A recent (April 2012) inquiry from a stepmother researching child custody issues for the purpose of increasing her husband's timeshare with his adolescent son contained no comments at all about what her stepson wanted or needed, or how he ostensibly would benefit from increased timeshare with his father's family. I also noted that, as is common, it was the stepmother, and not the father, who was researching these issues. I also noted that the inquiring stepmother has one or more of her own children, and no apparent recognition as to how having a stepsibling as permanent resident in the household might affect their interests. (No matter how supposedly terrific her "relationship" with her stepchild is, it is extremely unlikely that those feelings come close to how she feels about the children to whom she gave birth.)
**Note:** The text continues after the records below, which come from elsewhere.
#[async_trait]
impl CrawlRepository for InMemoryCrawlRepo {
    async fn upsert(&self, crawl: &Crawl) -> Result<(), RepositoryError> {
        let mut rows = self.rows.lock().unwrap();
        if let Some(existing) = rows
            .iter_mut()
            .find(|r| crawl.eventbrite_id.is_some() && r.eventbrite_id == crawl.eventbrite_id)
        {
            *existing = crawl.clone();
        } else {
            rows.push(crawl.clone());
        }
        Ok(())
    }

    async fn insert(&self, crawl: &Crawl) -> Result<(), RepositoryError> {
        self.rows.lock().unwrap().push(crawl.clone());
        Ok(())
    }

    async fn update_by_eventbrite_id(&self, crawl: &Crawl) -> Result<(), RepositoryError> {
        let mut rows = self.rows.lock().unwrap();
        let existing = rows
            .iter_mut()
            .find(|r| r.eventbrite_id == crawl.eventbrite_id)
            .ok_or(RepositoryError::NotFound)?;
        *existing = crawl.clone();
        Ok(())
    }

    async fn find_by_eventbrite_id(
        &self,
        eventbrite_id: &str,
    ) -> Result<Option<Crawl>, RepositoryError> {
        Ok(self
            .rows
            .lock()
            .unwrap()
            .iter()
            .find(|r| r.eventbrite_id.as_deref() == Some(eventbrite_id))
            .cloned())
    }
}

struct TestApp {
    server: TestServer,
    orders: Arc<InMemoryOrderRepo>,
    crawls: Arc<InMemoryCrawlRepo>,
    storage: Arc<InMemoryStorage>,
}

fn test_settings(secret: Option<&str>, api_token: Option<&str>) -> Settings {
    Settings {
        database: DatabaseSettings {
            url: "sqlite::memory:".to_string(),
            max_connections: None,
            min_connections: None,
            connect_timeout: None,
            idle_timeout: None,
        },
        server: ServerSettings {
            host: "127.0.0.1".to_string(),
            port: 0,
        },
        storage: StorageSettings {
            storage_type: "local".to_string(),
            local_path: None,
            s3_region: None,
            s3_bucket: None,
            s3_access_key: None,
            s3_secret_key: None,
            s3_endpoint: None,
            public_base_url: None,
        },
        eventbrite: EventbriteSettings {
            webhook_secret: secret.map(String::from),
            api_token: api_token.map(String::from),
        },
    }
}

fn spawn_app(secret: Option<&str>, api_token: Option<&str>) -> TestApp {
    let settings = Arc::new(test_settings(secret, api_token));
    let eventbrite = EventbriteClient::new(api_token.map(String::from));
    let orders = Arc::new(InMemoryOrderRepo::default());
    let crawls = Arc::new(InMemoryCrawlRepo::default());
    let storage = Arc::new(InMemoryStorage::new());

    let app = routes::app(
        settings,
        eventbrite,
        orders.clone(),
        crawls.clone(),
        storage.clone(),
    );

    TestApp {
        server: TestServer::new(app).unwrap(),
        orders,
        crawls,
        storage,
    }
}

fn sign(secret: &str, body: &[u8]) -> String {
    let mut mac = Hmac::<Sha256>::new_from_slice(secret.as_bytes()).unwrap();
    mac.update(body);
    format!("sha256={}", hex::encode(mac.finalize().into_bytes()))
}

#[tokio::test]
async fn health_and_version_endpoints_work() {
    let app = spawn_app(None, None);

    let response = app.server.get("/health").await;
    assert_eq!(response.status_code(), StatusCode::OK);
    assert_eq!(response.text(), "OK");

    let response = app.server.get("/v1/version").await;
    assert_eq!(response.status_code(), StatusCode::OK);
    assert_eq!(response.text(), env!("CARGO_PKG_VERSION"));
}

#[tokio::test]
async fn empty_body_returns_400() {
    let app = spawn_app(Some("secret"), None);

    let response = app.server.post(WEBHOOK_PATH).await;

    assert_eq!(response.status_code(), StatusCode::BAD_REQUEST);
    assert!(app.orders.rows.lock().unwrap().is_empty());
}

#[tokio::test]
async fn malformed_json_returns_400() {
    let app = spawn_app(None, None);

    let response = app
        .server
        .post(WEBHOOK_PATH)
        .bytes(Bytes::from_static(b"not json"))
        .await;

    assert_eq!(response.status_code(), StatusCode::BAD_REQUEST);
}

#[tokio::test]
async fn missing_signature_returns_401() {
    let app = spawn_app(Some("secret"), None);
    let body = serde_json::to_vec(&json!({ "config": { "action": "order.placed" } })).unwrap();

    let response = app
        .server
        .post(WEBHOOK_PATH)
        .bytes(Bytes::from(body))
        .await;

    assert_eq!(response.status_code(), StatusCode::UNAUTHORIZED);
    assert!(app.orders.rows.lock().unwrap().is_empty());
}

#[tokio::test]
async fn wrong_signature_returns_401_and_persists_nothing() {
    let app = spawn_app(Some("secret"), None);
    let body = serde_json::to_vec(&json!({ "config": { "action": "order.placed" } })).unwrap();

    let response = app
        .server
        .post(WEBHOOK_PATH)
        .add_header("x-eventbrite-signature", sign("wrong-secret", &body))
        .bytes(Bytes::from(body))
        .await;

    assert_eq!(response.status_code(), StatusCode::UNAUTHORIZED);
    assert!(app.orders.rows.lock().unwrap().is_empty());
}

#[tokio::test]
async fn garbled_signature_header_returns_401() {
    let app = spawn_app(Some("secret"), None);
    let body = serde_json::to_vec(&json!({ "config": { "action": "order.placed" } })).unwrap();

    let response = app
        .server
        .post(WEBHOOK_PATH)
        .add_header("x-eventbrite-signature", "md5=abcdef")
        .bytes(Bytes::from(body))
        .await;

    assert_eq!(response.status_code(), StatusCode::UNAUTHORIZED);
}

#[tokio::test]
async fn valid_signature_is_accepted() {
    let app = spawn_app(Some("secret"), None);
    let body = serde_json::to_vec(&json!({ "config": { "action": "order.placed" } })).unwrap();

    let response = app
        .server
        .post(WEBHOOK_PATH)
        .add_header("x-eventbrite-signature", sign("secret", &body))
        .bytes(Bytes::from(body))
        .await;

    assert_eq!(response.status_code(), StatusCode::OK);
    assert_eq!(response.json::<Value>()["ok"], json!(true));
    // No api_url and no token, so the row carries payload data only.
    assert_eq!(app.orders.rows.lock().unwrap().len(), 1);
}

#[tokio::test]
async fn unknown_action_is_skipped_without_side_effects() {
    let upstream = MockServer::start().await;
    // Nothing should reach the Eventbrite API for an unhandled action.
    Mock::given(method("GET"))
        .respond_with(ResponseTemplate::new(200))
        .expect(0)
        .mount(&upstream)
        .await;

    let app = spawn_app(None, Some("token"));
    let body = serde_json::to_vec(&json!({
        "api_url": format!("{}/v3/orders/1/", upstream.uri()),
        "config": { "action": "attendee.updated" }
    }))
    .unwrap();

    let response = app
        .server
        .post(WEBHOOK_PATH)
        .bytes(Bytes::from(body))
        .await;

    assert_eq!(response.status_code(), StatusCode::OK);
    let json = response.json::<Value>();
    assert_eq!(json["ok"], json!(true));
    assert_eq!(json["skipped"], json!("Unhandled action attendee.updated"));
    assert!(app.orders.rows.lock().unwrap().is_empty());
    assert!(app.crawls.rows.lock().unwrap().is_empty());
}

#[tokio::test]
async fn order_placed_is_enriched_from_the_api() {
    let upstream = MockServer::start().await;
    Mock::given(method("GET"))
        .and(path("/v3/orders/123/"))
        .respond_with(ResponseTemplate::new(200).set_body_json(json!({
            "id": "123",
            "event_id": "42",
            "created": "2025-03-01T12:00:00Z",
            "profile": {
                "first_name": "Ada",
                "last_name": "Lovelace",
                "email": "ada@example.com"
            },
            "costs": { "gross": { "value": 12345, "currency": "USD" } }
        })))
        .mount(&upstream)
        .await;

    let app = spawn_app(None, Some("token"));
    let body = serde_json::to_vec(&json!({
        "api_url": format!("{}/v3/orders/123/", upstream.uri()),
        "config": { "action": "order.placed" }
    }))
    .unwrap();

    let response = app
        .server
        .post(WEBHOOK_PATH)
        .bytes(Bytes::from(body))
        .await;

    assert_eq!(response.status_code(), StatusCode::OK);
    let rows = app.orders.rows.lock().unwrap();
    assert_eq!(rows.len(), 1);
    assert_eq!(rows[0].order_id.as_deref(), Some("123"));
    assert_eq!(rows[0].event_id.as_deref(), Some("42"));
    assert_eq!(rows[0].first_name.as_deref(), Some("Ada"));
    assert_eq!(rows[0].last_name.as_deref(), Some("Lovelace"));
    assert_eq!(rows[0].email.as_deref(), Some("ada@example.com"));
    assert_eq!(rows[0].gross.as_deref(), Some("123.45"));
}

#[tokio::test]
async fn enrichment_failure_still_persists_payload_data() {
    let upstream = MockServer::start().await;
    Mock::given(method("GET"))
        .and(path("/v3/orders/555/"))
        .respond_with(ResponseTemplate::new(500))
        .mount(&upstream)
        .await;

    let app = spawn_app(None, Some("token"));
    let body = serde_json::to_vec(&json!({
        "api_url": format!("{}/v3/orders/555/", upstream.uri()),
        "config": { "action": "order.updated" }
    }))
    .unwrap();

    let response = app
        .server
        .post(WEBHOOK_PATH)
        .bytes(Bytes::from(body))
        .await;

    assert_eq!(response.status_code(), StatusCode::OK);
    let rows = app.orders.rows.lock().unwrap();
    assert_eq!(rows.len(), 1);
    // Order id falls back to the last path segment of the api_url.
    assert_eq!(rows[0].order_id.as_deref(), Some("555"));
    assert!(rows[0].gross.is_none());
}

fn event_detail(name: &str) -> Value {
    json!({
        "id": "42",
        "name": { "text": name },
        "description": { "text": "An evening out." },
        "start": {
            "timezone": "America/New_York",
            "local": "2025-03-07T18:00:00",
            "utc": "2025-03-07T23:00:00Z"
        },
        "end": { "utc": "2025-03-08T02:00:00Z" },
        "is_series": false
    })
}

#[tokio::test]
async fn event_published_persists_listing_and_mirrors_image() {
    let upstream = MockServer::start().await;
    let mut detail = event_detail("Bar Crawl! NYC");
    detail["logo"] = json!({
        "url": format!("{}/logo-small.jpg", upstream.uri()),
        "original": { "url": format!("{}/logo.png", upstream.uri()) }
    });
    Mock::given(method("GET"))
        .and(path("/v3/events/42/"))
        .respond_with(ResponseTemplate::new(200).set_body_json(detail))
        .mount(&upstream)
        .await;
    Mock::given(method("GET"))
        .and(path("/logo.png"))
        .respond_with(
            ResponseTemplate::new(200)
                .insert_header("content-type", "image/png")
                .set_body_bytes(vec![0x89, 0x50, 0x4e, 0x47]),
        )
        .mount(&upstream)
        .await;

    let app = spawn_app(None, Some("token"));
    let body = serde_json::to_vec(&json!({
        "api_url": format!("{}/v3/events/42/", upstream.uri()),
        "config": { "action": "event.published" }
    }))
    .unwrap();

    let response = app
        .server
        .post(WEBHOOK_PATH)
        .bytes(Bytes::from(body))
        .await;

    assert_eq!(response.status_code(), StatusCode::OK);
    let rows = app.crawls.rows.lock().unwrap();
    assert_eq!(rows.len(), 1);
    assert_eq!(rows[0].eventbrite_id.as_deref(), Some("42"));
    assert_eq!(rows[0].name.as_deref(), Some("Bar Crawl! NYC"));
    assert_eq!(rows[0].slug.as_deref(), Some("bar-crawl-nyc-03-07-25"));
    assert_eq!(
        rows[0].crawl_image_1.as_deref(),
        Some("memory://events/bar-crawl-nyc-03-07-25.png")
    );
    drop(rows);

    let stored = app
        .storage
        .get("events/bar-crawl-nyc-03-07-25.png")
        .await
        .unwrap();
    assert_eq!(stored, Some(vec![0x89, 0x50, 0x4e, 0x47]));
}

#[tokio::test]
async fn event_published_redelivery_is_idempotent() {
    let upstream = MockServer::start().await;
    Mock::given(method("GET"))
        .and(path("/v3/events/42/"))
        .respond_with(ResponseTemplate::new(200).set_body_json(event_detail("Bar Crawl! NYC")))
        .up_to_n_times(1)
        .mount(&upstream)
        .await;
    Mock::given(method("GET"))
        .and(path("/v3/events/42/"))
        .respond_with(
            ResponseTemplate::new(200).set_body_json(event_detail("Bar Crawl! NYC (Updated)")),
        )
        .mount(&upstream)
        .await;

    let app = spawn_app(None, Some("token"));
    let body = serde_json::to_vec(&json!({
        "api_url": format!("{}/v3/events/42/", upstream.uri()),
        "config": { "action": "event.published" }
    }))
    .unwrap();

    for _ in 0..2 {
        let response = app
            .server
            .post(WEBHOOK_PATH)
            .bytes(Bytes::from(body.clone()))
            .await;
        assert_eq!(response.status_code(), StatusCode::OK);
    }

    let rows = app.crawls.rows.lock().unwrap();
    assert_eq!(rows.len(), 1);
    // Redelivery keeps one row and the latest upstream values win.
    assert_eq!(rows[0].name.as_deref(), Some("Bar Crawl! NYC (Updated)"));
}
I strongly suspected that her motives included one or more of the following reasons that stepmothers push for custody of stepchildren, even though, were they to be honest, most stepmothers, especially if they have their own children, don't want his children, and really would rather not have responsibility for his children. The reasons stepmothers (and some girlfriends) do this are:

(1) Maintaining the exclusivity of her husband's familial interests and affections toward her, and by extension, "her" family. This gives rise to the common emotional need to redefine the stepchild as belonging to the stepmother, i.e. "ours", and part of the stepmother's nuclear family. Stepchildren are competition for fathers' limited free time and resources. This is true whether or not the stepmother has her own children.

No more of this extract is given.